(Given records):
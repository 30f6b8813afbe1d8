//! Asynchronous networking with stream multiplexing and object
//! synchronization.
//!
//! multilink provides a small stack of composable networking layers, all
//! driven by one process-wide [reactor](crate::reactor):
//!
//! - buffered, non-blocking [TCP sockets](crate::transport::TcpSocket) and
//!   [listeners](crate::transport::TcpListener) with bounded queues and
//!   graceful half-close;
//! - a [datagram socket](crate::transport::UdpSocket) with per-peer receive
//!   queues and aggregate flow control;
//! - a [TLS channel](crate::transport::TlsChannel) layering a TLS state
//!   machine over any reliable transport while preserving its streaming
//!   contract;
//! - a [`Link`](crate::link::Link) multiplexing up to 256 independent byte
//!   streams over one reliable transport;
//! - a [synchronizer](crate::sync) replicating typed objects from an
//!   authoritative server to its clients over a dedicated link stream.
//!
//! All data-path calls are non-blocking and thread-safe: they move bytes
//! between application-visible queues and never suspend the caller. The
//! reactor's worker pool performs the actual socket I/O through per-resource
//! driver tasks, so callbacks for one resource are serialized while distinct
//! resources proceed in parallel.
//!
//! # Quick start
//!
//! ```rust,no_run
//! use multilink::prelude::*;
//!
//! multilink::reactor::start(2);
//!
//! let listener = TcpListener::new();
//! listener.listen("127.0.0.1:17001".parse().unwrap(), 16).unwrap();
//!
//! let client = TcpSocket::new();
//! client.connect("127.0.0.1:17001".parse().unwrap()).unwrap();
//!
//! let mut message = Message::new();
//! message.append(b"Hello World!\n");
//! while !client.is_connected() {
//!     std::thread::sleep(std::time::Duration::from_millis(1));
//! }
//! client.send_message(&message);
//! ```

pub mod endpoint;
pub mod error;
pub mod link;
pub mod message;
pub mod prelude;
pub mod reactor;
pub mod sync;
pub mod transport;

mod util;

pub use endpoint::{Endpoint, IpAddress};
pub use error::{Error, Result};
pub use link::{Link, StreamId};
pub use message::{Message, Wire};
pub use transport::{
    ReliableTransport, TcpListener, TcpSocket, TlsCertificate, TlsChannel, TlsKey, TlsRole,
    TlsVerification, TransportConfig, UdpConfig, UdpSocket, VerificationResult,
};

(Problem requirements):
Go through the listing above and set down each line exactly as it stands.

(Output of the task):
repository 30f6b8813afbe1d8
//! Asynchronous networking with stream multiplexing and object
//! synchronization.
//!
//! multilink provides a small stack of composable networking layers, all
//! driven by one process-wide [reactor](crate::reactor):
//!
//! - buffered, non-blocking [TCP sockets](crate::transport::TcpSocket) and
//!   [listeners](crate::transport::TcpListener) with bounded queues and
//!   graceful half-close;
//! - a [datagram socket](crate::transport::UdpSocket) with per-peer receive
//!   queues and aggregate flow control;
//! - a [TLS channel](crate::transport::TlsChannel) layering a TLS state
//!   machine over any reliable transport while preserving its streaming
//!   contract;
//! - a [`Link`](crate::link::Link) multiplexing up to 256 independent byte
//!   streams over one reliable transport;
//! - a [synchronizer](crate::sync) replicating typed objects from an
//!   authoritative server to its clients over a dedicated link stream.
//!
//! All data-path calls are non-blocking and thread-safe: they move bytes
//! between application-visible queues and never suspend the caller. The
//! reactor's worker pool performs the actual socket I/O through per-resource
//! driver tasks, so callbacks for one resource are serialized while distinct
//! resources proceed in parallel.
//!
//! # Quick start
//!
//! ```rust,no_run
//! use multilink::prelude::*;
//!
//! multilink::reactor::start(2);
//!
//! let listener = TcpListener::new();
//! listener.listen("127.0.0.1:17001".parse().unwrap(), 16).unwrap();
//!
//! let client = TcpSocket::new();
//! client.connect("127.0.0.1:17001".parse().unwrap()).unwrap();
//!
//! let mut message = Message::new();
//! message.append(b"Hello World!\n");
//! while !client.is_connected() {
//!     std::thread::sleep(std::time::Duration::from_millis(1));
//! }
//! client.send_message(&message);
//! ```

pub mod endpoint;
pub mod error;
pub mod link;
pub mod message;
pub mod prelude;
pub mod reactor;
pub mod sync;
pub mod transport;

mod util;

pub use endpoint::{Endpoint, IpAddress};
pub use error::{Error, Result};
pub use link::{Link, StreamId};
pub use message::{Message, Wire};
pub use transport::{
    ReliableTransport, TcpListener, TcpSocket, TlsCertificate, TlsChannel, TlsKey, TlsRole,
    TlsVerification, TransportConfig, UdpConfig, UdpSocket, VerificationResult,
};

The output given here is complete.